Part of our daily perception of reality is that [trash] disappears from our world. When you go to the toilet, shit disappears. You flush it, of course you know, rationally…it’s there, but at a certain level of your most elementary experience, it disappears from your world. But the problem is that trash doesn’t disappear.
Slavoj Zizek, from the documentary film The Examined Life
By Jordan Augustine
There is a lot of trash out there. Landfills grow larger every year. We see trash in the streets, on the beaches, and in the woods. Why then, even if we are fully aware of the unsustainable accumulation of garbage, do we not do more to reduce or eliminate the production of waste products?
There is probably a smarter and better way of attempting to answer this question, but lately I’ve been thinking about your average, everyday trash can.

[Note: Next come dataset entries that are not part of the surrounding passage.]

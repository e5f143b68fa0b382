use serde::{Deserialize, Serialize};

/// Model identifiers for each generation stage
#[derive(Debug, Clone, PartialEq, Eq, Serialize, Deserialize)]
pub struct ModelConfig {
    #[serde(default = "default_script_model")]
    pub script_model: String,

    #[serde(default = "default_suggestion_model")]
    pub suggestion_model: String,

    #[serde(default = "default_image_model")]
    pub image_model: String,

    #[serde(default = "default_speech_model")]
    pub speech_model: String,
}

fn default_script_model() -> String {
    "gemini-2.5-pro".to_string()
}

fn default_suggestion_model() -> String {
    "gemini-2.5-flash".to_string()
}

fn default_image_model() -> String {
    "imagen-4.0-generate-001".to_string()
}

fn default_speech_model() -> String {
    "gemini-2.5-flash-preview-tts".to_string()
}

impl Default for ModelConfig {
    fn default() -> Self {
        Self {
            script_model: default_script_model(),
            suggestion_model: default_suggestion_model(),
            image_model: default_image_model(),
            speech_model: default_speech_model(),
        }
    }
}

/// Configuration for the generative backend
#[derive(Debug, Clone, Serialize, Deserialize)]
pub struct BackendConfig {
    #[serde(default = "default_provider")]
    pub provider: String,

    #[serde(default)]
    pub api_key: String,

    #[serde(default = "default_base_url")]
    pub base_url: String,

    #[serde(flatten)]
    pub models: ModelConfig,
}

fn default_provider() -> String {
    "gemini".to_string()
}

fn default_base_url() -> String {
    "https://generativelanguage.googleapis.com".to_string()
}

impl Default for BackendConfig {
    fn default() -> Self {
        Self {
            provider: default_provider(),
            api_key: String::new(),
            base_url: default_base_url(),
            models: ModelConfig::default(),
        }
    }
}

Chances are, you can probably see one from wherever you are right now. Whenever we throw something away, we are directly contributing to the mass accumulation of garbage. However, even if we know this, even if we are cognitively aware of it, we at some level don’t accept it. The commonplace act of placing garbage into an enclosed receptacle hides garbage from view, and functions psychologically to allow us to dissociate our “disposal” of garbage from the fact and effects of its persistence.
When we place waste in a trash can, we feel it is no longer our responsibility. Other people are paid to collect and dispose of trash. We put our trash cans by the side of the curb, and someone comes by and empties them. Our trash cans return to us empty, and although we rationally know that the trash must go somewhere, we assume, since it is someone else’s job to take care of it, that it is handled properly.

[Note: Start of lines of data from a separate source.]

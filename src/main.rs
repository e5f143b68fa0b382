mod cli;

use std::fs;
use std::path::Path;
use std::sync::Arc;

use anyhow::{Context, Result};
use clap::Parser;
use tracing::{info, warn};
use tracing_subscriber::EnvFilter;

use cli::{Cli, Commands, GenerateArgs};
use podcast_studio::audio::{base64_pcm_to_wav, BlobStore, WavHeader, WavSpec};
use podcast_studio::backend::BackendFactory;
use podcast_studio::config_manager::Config;
use podcast_studio::pipeline::{PodcastGenerator, StageOutcome};
use podcast_studio::podcast::{validate_theme, GenerationConfig, PodcastFormat, Suggestions};
use podcast_studio::utils::{count_turns, save_artifact, save_cover_image};

const FAILURE_NOTICE: &str =
    "Hubo un error al generar el podcast. Por favor, inténtalo de nuevo.";

#[tokio::main]
async fn main() -> Result<()> {
    let cli = Cli::parse();

    let (config, loaded_from) = Config::locate(cli.config.as_deref())?;

    let filter = EnvFilter::try_from_default_env()
        .unwrap_or_else(|_| EnvFilter::new(&config.system_config.log_filter));
    tracing_subscriber::fmt().with_env_filter(filter).init();

    match &loaded_from {
        Some(path) => info!("Loaded configuration from: {}", path.display()),
        None => info!("No configuration file found, using defaults"),
    }

    let output_dir = cli
        .output_dir
        .clone()
        .unwrap_or_else(|| config.system_config.output_path());

    match cli.command {
        Commands::Transcode { input, output } => transcode(&input, &output),
        Commands::Suggest { theme, format } => {
            let generator = build_generator(&config)?;
            let format = format.unwrap_or(config.podcast_config.podcast_format);
            suggest(&generator, &theme, format).await
        }
        Commands::CoverArt {
            theme,
            series_title,
        } => {
            let generator = build_generator(&config)?;
            cover_art(&generator, &theme, &series_title, &output_dir).await
        }
        Commands::Generate(args) => {
            let generator = build_generator(&config)?;
            let podcast_config = apply_overrides(config.podcast_config.clone(), &args);
            generate(&generator, podcast_config, &args, &output_dir).await
        }
    }
}

fn build_generator(config: &Config) -> Result<PodcastGenerator> {
    let backend = BackendFactory::create_backend(&config.backend_config)?;
    let store = Arc::new(BlobStore::new());
    Ok(PodcastGenerator::new(
        backend,
        store,
        config.backend_config.models.clone(),
    )
    .with_placeholder_cover(config.system_config.placeholder_cover.clone()))
}

fn apply_overrides(mut config: GenerationConfig, args: &GenerateArgs) -> GenerationConfig {
    if let Some(theme) = &args.theme {
        config.theme = theme.clone();
    }
    if let Some(title) = &args.series_title {
        config.series_title = title.clone();
    }
    if let Some(format) = args.format {
        config.podcast_format = format;
    }
    if let Some(duration) = args.duration {
        config.duration = duration;
    }
    if let Some(audience) = &args.audience {
        config.audience = audience.clone();
    }
    if !args.aspects.is_empty() {
        config.aspects = args.aspects.clone();
    }
    if !args.tones.is_empty() {
        config.tones = args.tones.clone();
    }
    if !args.ideas.is_empty() {
        config.ai_suggestions = args.ideas.clone();
    }
    if args.user_idea.is_some() {
        config.user_idea = args.user_idea.clone();
    }
    if let Some(voice) = &args.speaker1 {
        config.speaker1 = voice.clone();
    }
    if let Some(voice) = &args.speaker2 {
        config.speaker2 = voice.clone();
    }
    if args.cover_art_url.is_some() {
        config.cover_art_url = args.cover_art_url.clone();
    }
    config
}

fn print_suggestions(suggestions: &Suggestions) {
    println!("Ideas:");
    for idea in &suggestions.suggestions {
        println!("  - {}", idea);
    }
    println!("Aspectos clave: {}", suggestions.aspects.join(", "));
    println!("Tonos: {}", suggestions.tones.join(", "));
}

async fn suggest(generator: &PodcastGenerator, theme: &str, format: PodcastFormat) -> Result<()> {
    validate_theme(theme)?;
    let outcome = generator.suggest(theme, format).await;
    if let Some(reason) = outcome.reason() {
        warn!("Suggestions unavailable: {}", reason);
    }
    print_suggestions(outcome.value());
    Ok(())
}

async fn cover_art(
    generator: &PodcastGenerator,
    theme: &str,
    series_title: &str,
    output_dir: &Path,
) -> Result<()> {
    let outcome = generator.cover_art(theme, series_title).await;
    if outcome.is_degraded() {
        println!("No se pudo generar la carátula; se usa la imagen de reserva.");
    }
    for (i, url) in outcome.value().images.iter().enumerate() {
        match save_cover_image(url, &format!("cover_{}", i + 1), output_dir)? {
            Some(path) => println!("{}", path.display()),
            None => println!("{}", url),
        }
    }
    Ok(())
}

async fn generate(
    generator: &PodcastGenerator,
    mut config: GenerationConfig,
    args: &GenerateArgs,
    output_dir: &Path,
) -> Result<()> {
    if args.suggest || config.aspects.is_empty() || config.tones.is_empty() {
        validate_theme(&config.theme)?;
        let outcome = generator.suggest(&config.theme, config.podcast_format).await;
        let suggestions = outcome.into_value();
        let (aspects, tones) = (config.aspects.clone(), config.tones.clone());
        config.apply_suggestions(&suggestions);
        // explicit selections win over suggested ones
        if !aspects.is_empty() {
            config.aspects = aspects;
        }
        if !tones.is_empty() {
            config.tones = tones;
        }
    }
    config.validate()?;

    let result = if args.with_cover_art {
        generator
            .generate_with_cover_art(&config)
            .await
            .map(|episode| (episode.podcast, Some(episode.cover_art)))
    } else {
        generator.generate(&config).await.map(|podcast| (podcast, None))
    };

    let (podcast, covers) = match result {
        Ok(done) => done,
        Err(e) => {
            eprintln!("{}", FAILURE_NOTICE);
            return Err(e.into());
        }
    };

    let store = generator.store();
    let wav_path = save_artifact(store, &podcast.audio_url, &podcast.title, output_dir)?;
    let script_path = wav_path.with_extension("txt");
    fs::write(&script_path, &podcast.script)?;

    if let Some(StageOutcome::Complete(set)) = &covers {
        for (i, url) in set.images.iter().enumerate() {
            save_cover_image(url, &format!("cover_{}", i + 1), output_dir)?;
        }
    }
    let cover = save_cover_image(&podcast.cover_art_url, "cover", output_dir)?
        .map(|p| p.display().to_string())
        .unwrap_or_else(|| podcast.cover_art_url.clone());

    let wav = fs::read(&wav_path)?;
    let header = WavHeader::parse(&wav)?;

    println!("{}", podcast.title);
    println!("  audio:  {} ({:.1}s)", wav_path.display(), header.duration_secs());
    println!("  script: {}", script_path.display());
    println!("  cover:  {}", cover);
    for speaker in config.podcast_format.speakers() {
        println!("  {} turns: {}", speaker, count_turns(&podcast.script, speaker));
    }

    store.revoke_object_url(&podcast.audio_url);
    Ok(())
}

fn transcode(input: &Path, output: &Path) -> Result<()> {
    let payload = fs::read_to_string(input)
        .with_context(|| format!("Failed to read {}", input.display()))?;
    let wav = base64_pcm_to_wav(&payload, WavSpec::SPEECH)?;
    fs::write(output, &wav).with_context(|| format!("Failed to write {}", output.display()))?;

    let header = WavHeader::parse(&wav)?;
    println!(
        "{}: {} bytes, {:.2}s",
        output.display(),
        wav.len(),
        header.duration_secs()
    );
    Ok(())
}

We all feel good when we pick trash off of the ground and throw it away, and we hate litterers with a passion and unanimity usually reserved for pedophiles, slow drivers, and Nazis. Certainly, the trash can serves a beneficial municipal service. There are a wide array of reasons why we should collect garbage and not leave it laying around. But, when the act of trash disposal exists only in reference to the undesirable location of a waste object, when, in throwing something away, we are only concerned with moving it to a different place, we participate in personal and collective delusion. We sweep dust under the rug of the world, resulting in a collective repression of guilt (pardon my Freud), a repression of our responsibility as consumers and citizens for the existence of garbage.
The ritual associated with the cultural artifact of the trash can is thus an act of sorcery: as we throw away trash it is magically transformed, its threat to the community dissolved into the hollow plastic idol. Except for the fact that it isn’t. Throwing trash away doesn’t physically do anything to it.
The first step in changing how we collectively mediate the production, distribution, and disposal of physical commodities is changing our own individual attitudes about responsibility for waste products. As consumers, we are just as culpable for wasteful packaging and unsustainable materials as the companies who sell them to us. Our responsibility for a waste object doesn’t end when we put it in a trash can; just because we can’t see it anymore doesn’t mean it goes away. There is no away.
From now on, trash cans are no longer innocent objects. They are the site of the production and maintenance of ideology. They tell us that all we are meant to think about when we find an empty Starbucks cup in our hand is where to get rid of it. They tell us that once we have swept it under the proper rug, all we need to worry about is finding the money to buy another. And another. And another.